There were 136 households, of which 25.7% had children under the age of 18 living with them, 47.8% were married couples living together, 9.6% had a female householder with no husband present, 1.5% had a male householder with no wife present, and 41.2% were non-families. 36.0% of all households were made up of individuals, and 14.7% had someone living alone who was 65 years of age or older. The average household size was 2.12 and the average family size was 2.79.

The median age in the town was 45.8 years. 21.2% of residents were under the age of 18; 4.8% were between the ages of 18 and 24; 22.6% were from 25 to 44; 36.5% were from 45 to 64; and 14.9% were 65 years of age or older. The gender makeup of the town was 50.7% male and 49.3% female.

===2000 census===
As of the census of 2000, there were 310 people, including 137 households, and 83 families residing in the town. The population density was 908.9 PD/sqmi. There were 157 housing units at an average density of 460.3 /sqmi. The racial makeup of the town was 100.00% White. Hispanic or Latino people of any race were 0.32% of the population.

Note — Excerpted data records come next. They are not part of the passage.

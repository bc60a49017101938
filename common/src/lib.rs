//! Common definitions.
//!
//! List of available Cargo features:
#![doc = document_features::document_features!()]
#![deny(
    nonstandard_style,
    rust_2018_idioms,
    rustdoc::all,
    trivial_casts,
    trivial_numeric_casts,
    unsafe_code
)]
#![forbid(non_ascii_idents)]
#![warn(
    clippy::allow_attributes,
    clippy::allow_attributes_without_reason,
    clippy::pedantic,
    clippy::wildcard_enum_match_arm,
    deprecated_in_future,
    missing_copy_implementations,
    missing_debug_implementations,
    missing_docs,
    unreachable_pub,
    unused_crate_dependencies,
    unused_import_braces,
    unused_labels,
    unused_lifetimes,
    unused_qualifications,
    unused_results
)]

pub mod datetime;
pub mod handler;
mod kind;
pub mod operations;
pub mod unit;

pub use self::{
    datetime::{DateTime, DateTimeOf},
    handler::Handler,
};

#[doc(hidden)]
pub mod private {
    //! Private definitions used by macros.

    #[cfg(feature = "serde")]
    pub use serde;
    pub use strum;
}
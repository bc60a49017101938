//! Resource library endpoints.

use axum::{extract::Query as UrlQuery, Json};
use http::StatusCode;
use serde::{Deserialize, Serialize};
use service::{
    command::{
        create_resource, delete_resource, Command as _, CreateResource,
        DeleteResource,
    },
    domain::resource,
    query,
};

use crate::{
    api::{ApiError, Resource},
    define_error, AsError, Context, Error,
};

/// `GET /api/resources` query parameters.
#[derive(Debug, Deserialize)]
pub struct ListParams {
    /// Subject to narrow the library down to.
    pub subject: Option<String>,
}

/// `GET /api/resources` response payload.
#[derive(Debug, Serialize)]
pub struct ListResponse {
    /// Resources of the user, newest first.
    pub resources: Vec<Resource>,
}

/// Lists the resources of the current user, newest first.
pub async fn list(
    ctx: Context,
    UrlQuery(params): UrlQuery<ListParams>,
) -> Result<Json<ListResponse>, Error> {
    let session = ctx.current_session().await?;

    let subject = params
        .subject
        .map(|s| resource::Subject::new(s).ok_or(ApiError::InvalidInput))
        .transpose()?;

    let resources = ctx
        .service()
        .execute(query::resources::List::by(resource::list::Filter {
            user_id: session.user_id,
            subject,
            limit: None,
        }))
        .await
        .map_err(AsError::into_error)?;

    Ok(Json(ListResponse {
        resources: resources.into_iter().map(Into::into).collect(),
    }))
}

/// `POST /api/resources` request payload.
#[derive(Debug, Deserialize)]
pub struct CreateRequest {
    /// Title of the new resource.
    pub title: String,

    /// Kind of the new resource.
    ///
    /// Parsed manually, so an unknown kind yields a Bad Request rather
    /// than a deserialization failure.
    #[serde(rename = "type")]
    pub kind: String,

    /// Subject of the new resource.
    pub subject: String,

    /// Link or note body of the new resource.
    pub content: String,

    /// Tags of the new resource.
    #[serde(default)]
    pub tags: Vec<String>,
}

/// `POST /api/resources` response payload.
#[derive(Debug, Serialize)]
pub struct CreateResponse {
    /// The created resource.
    pub resource: Resource,
}

/// Adds a resource to the current user's library.
pub async fn create(
    ctx: Context,
    Json(req): Json<CreateRequest>,
) -> Result<(StatusCode, Json<CreateResponse>), Error> {
    let session = ctx.current_session().await?;

    let title =
        resource::Title::new(req.title).ok_or(ApiError::InvalidInput)?;
    let kind = req
        .kind
        .parse::<resource::Kind>()
        .map_err(|_| ApiError::InvalidInput)?;
    let subject =
        resource::Subject::new(req.subject).ok_or(ApiError::InvalidInput)?;
    let content = resource::Content::new(kind, req.content)
        .ok_or(ResourceError::InvalidContent)?;
    // Tags surviving sanitization are kept, the rest are dropped.
    let tags = req
        .tags
        .into_iter()
        .filter_map(resource::Tag::new)
        .collect();

    let resource = ctx
        .service()
        .execute(CreateResource {
            user_id: session.user_id,
            title,
            kind,
            subject,
            content,
            tags,
        })
        .await
        .map_err(AsError::into_error)?;

    Ok((
        StatusCode::CREATED,
        Json(CreateResponse {
            resource: resource.into(),
        }),
    ))
}

/// `DELETE /api/resources` request payload.
#[derive(Debug, Deserialize)]
pub struct DeleteRequest {
    /// ID of the resource to delete.
    pub id: String,
}

/// Deletes a resource from the current user's library.
pub async fn delete(
    ctx: Context,
    Json(req): Json<DeleteRequest>,
) -> Result<Json<serde_json::Value>, Error> {
    let session = ctx.current_session().await?;

    let id = req
        .id
        .parse::<resource::Id>()
        .map_err(|_| ApiError::InvalidInput)?;

    ctx.service()
        .execute(DeleteResource {
            user_id: session.user_id,
            id,
        })
        .await
        .map_err(AsError::into_error)?;

    Ok(Json(serde_json::json!({ "success": true })))
}

impl AsError for create_resource::ExecutionError {
    fn try_as_error(&self) -> Option<Error> {
        match self {
            Self::Db(_) => None,
        }
    }
}

impl AsError for delete_resource::ExecutionError {
    fn try_as_error(&self) -> Option<Error> {
        match self {
            Self::NotFound(_) => Some(ResourceError::NotFound.into()),
            Self::Db(_) => None,
        }
    }
}

define_error! {
    enum ResourceError {
        #[code = "INVALID_CONTENT"]
        #[status = BAD_REQUEST]
        #[message = "Resource content is empty or not allowed"]
        InvalidContent,

        #[code = "RESOURCE_NOT_FOUND"]
        #[status = NOT_FOUND]
        #[message = "Resource not found"]
        NotFound,
    }
}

There were 137 households, out of which 27.7% had children under the age of 18 living with them, 53.3% were married couples living together, 3.6% had a female householder with no husband present, and 38.7% were non-families. 35.8% of all households were made up of individuals, and 18.2% had someone living alone who was 65 years of age or older. The average household size was 2.26 and the average family size was 2.96.

In the town, the population was spread out, with 23.5% under the age of 18, 6.8% from 18 to 24, 23.5% from 25 to 44, 30.0% from 45 to 64, and 16.1% who were 65 years of age or older. The median age was 43 years. For every 100 females there were 105.3 males. For every 100 females age 18 and over, there were 111.6 males.

The median income for a household in the town was $28,194, and the median income for a family was $35,278. Males had a median income of $27,500 versus $20,556 for females. The per capita income for the town was $15,646. About 2.2% of families and 10.0% of the population were below the poverty line, including 11.5% of those under age 18 and 11.8% of those age 65 or over.

==Education==
Shields Valley Public Schools has two components: Shields Valley Elementary School District and Shields Valley High School District. The municipality is in both districts.

Shields Valley Public Schools educates students from kindergarten through 12th grade. The elementary school is in Wilsall. The Jr/Sr High School is located in Clyde Park. The Shields Valley High School team name is the Rebels.